-------- Provided information --------

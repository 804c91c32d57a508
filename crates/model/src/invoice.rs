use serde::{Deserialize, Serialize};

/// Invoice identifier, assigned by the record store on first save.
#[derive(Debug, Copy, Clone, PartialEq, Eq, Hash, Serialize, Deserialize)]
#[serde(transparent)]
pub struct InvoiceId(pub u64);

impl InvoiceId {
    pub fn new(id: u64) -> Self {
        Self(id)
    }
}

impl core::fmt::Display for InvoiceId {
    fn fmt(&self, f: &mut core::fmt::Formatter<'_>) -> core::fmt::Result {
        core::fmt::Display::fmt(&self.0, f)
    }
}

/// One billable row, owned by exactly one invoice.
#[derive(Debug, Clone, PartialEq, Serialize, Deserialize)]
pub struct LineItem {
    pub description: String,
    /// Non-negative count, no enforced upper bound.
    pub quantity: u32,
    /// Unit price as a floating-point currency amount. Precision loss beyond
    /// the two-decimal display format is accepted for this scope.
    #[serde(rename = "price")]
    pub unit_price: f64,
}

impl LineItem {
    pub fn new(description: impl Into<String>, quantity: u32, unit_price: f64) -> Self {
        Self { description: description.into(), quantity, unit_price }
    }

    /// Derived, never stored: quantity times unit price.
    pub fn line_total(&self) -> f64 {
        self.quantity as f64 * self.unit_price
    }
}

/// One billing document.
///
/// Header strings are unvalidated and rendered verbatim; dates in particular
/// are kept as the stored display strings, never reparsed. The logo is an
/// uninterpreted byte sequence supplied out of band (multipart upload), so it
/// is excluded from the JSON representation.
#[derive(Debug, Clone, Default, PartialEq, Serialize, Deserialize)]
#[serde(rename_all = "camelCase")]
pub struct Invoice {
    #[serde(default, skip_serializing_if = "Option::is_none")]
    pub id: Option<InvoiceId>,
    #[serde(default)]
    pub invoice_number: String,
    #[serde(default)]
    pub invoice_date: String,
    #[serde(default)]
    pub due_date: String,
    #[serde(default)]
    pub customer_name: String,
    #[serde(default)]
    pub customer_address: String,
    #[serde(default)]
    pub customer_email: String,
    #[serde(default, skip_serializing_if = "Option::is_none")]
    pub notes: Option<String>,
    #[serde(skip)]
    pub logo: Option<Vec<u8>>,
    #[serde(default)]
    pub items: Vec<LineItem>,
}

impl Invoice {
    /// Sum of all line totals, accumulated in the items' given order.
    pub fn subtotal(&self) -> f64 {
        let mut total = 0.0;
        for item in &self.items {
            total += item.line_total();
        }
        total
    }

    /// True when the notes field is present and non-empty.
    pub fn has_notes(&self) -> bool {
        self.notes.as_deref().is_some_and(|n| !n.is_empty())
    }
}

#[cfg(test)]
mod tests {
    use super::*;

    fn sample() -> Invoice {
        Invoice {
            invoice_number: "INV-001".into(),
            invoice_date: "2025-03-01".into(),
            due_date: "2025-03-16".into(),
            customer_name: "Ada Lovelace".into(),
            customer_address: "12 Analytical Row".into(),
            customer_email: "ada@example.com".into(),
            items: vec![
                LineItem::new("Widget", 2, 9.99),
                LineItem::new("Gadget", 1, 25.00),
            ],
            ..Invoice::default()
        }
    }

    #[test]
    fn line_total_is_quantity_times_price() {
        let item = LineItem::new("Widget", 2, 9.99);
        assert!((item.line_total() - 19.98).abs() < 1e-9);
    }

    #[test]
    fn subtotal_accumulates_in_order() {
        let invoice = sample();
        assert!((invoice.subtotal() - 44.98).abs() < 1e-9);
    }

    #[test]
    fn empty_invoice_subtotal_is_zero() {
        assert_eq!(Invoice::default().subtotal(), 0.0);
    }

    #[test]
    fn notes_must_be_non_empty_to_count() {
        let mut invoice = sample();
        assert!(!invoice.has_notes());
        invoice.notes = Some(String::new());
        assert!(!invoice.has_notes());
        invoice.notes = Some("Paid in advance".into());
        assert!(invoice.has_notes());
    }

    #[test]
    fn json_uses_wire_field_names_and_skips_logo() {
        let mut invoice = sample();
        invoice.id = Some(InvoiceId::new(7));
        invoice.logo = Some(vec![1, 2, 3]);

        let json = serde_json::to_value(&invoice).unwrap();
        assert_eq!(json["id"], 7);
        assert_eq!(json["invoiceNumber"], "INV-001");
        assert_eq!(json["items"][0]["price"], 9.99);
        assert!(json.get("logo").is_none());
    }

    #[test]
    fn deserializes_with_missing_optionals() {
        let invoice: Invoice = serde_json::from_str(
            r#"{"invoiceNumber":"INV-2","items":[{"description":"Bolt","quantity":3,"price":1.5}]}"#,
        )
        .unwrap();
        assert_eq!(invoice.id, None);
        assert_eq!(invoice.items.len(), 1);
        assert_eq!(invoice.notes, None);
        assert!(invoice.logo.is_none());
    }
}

--------

Set the lines down exactly, from the first line of the records to the line where "pub fn new(id: u64)" appears, with both ends kept.

repository 804c91c32d57a508
filename crates/model/src/invoice.rs
use serde::{Deserialize, Serialize};

/// Invoice identifier, assigned by the record store on first save.
#[derive(Debug, Copy, Clone, PartialEq, Eq, Hash, Serialize, Deserialize)]
#[serde(transparent)]
pub struct InvoiceId(pub u64);

impl InvoiceId {
    pub fn new(id: u64) -> Self {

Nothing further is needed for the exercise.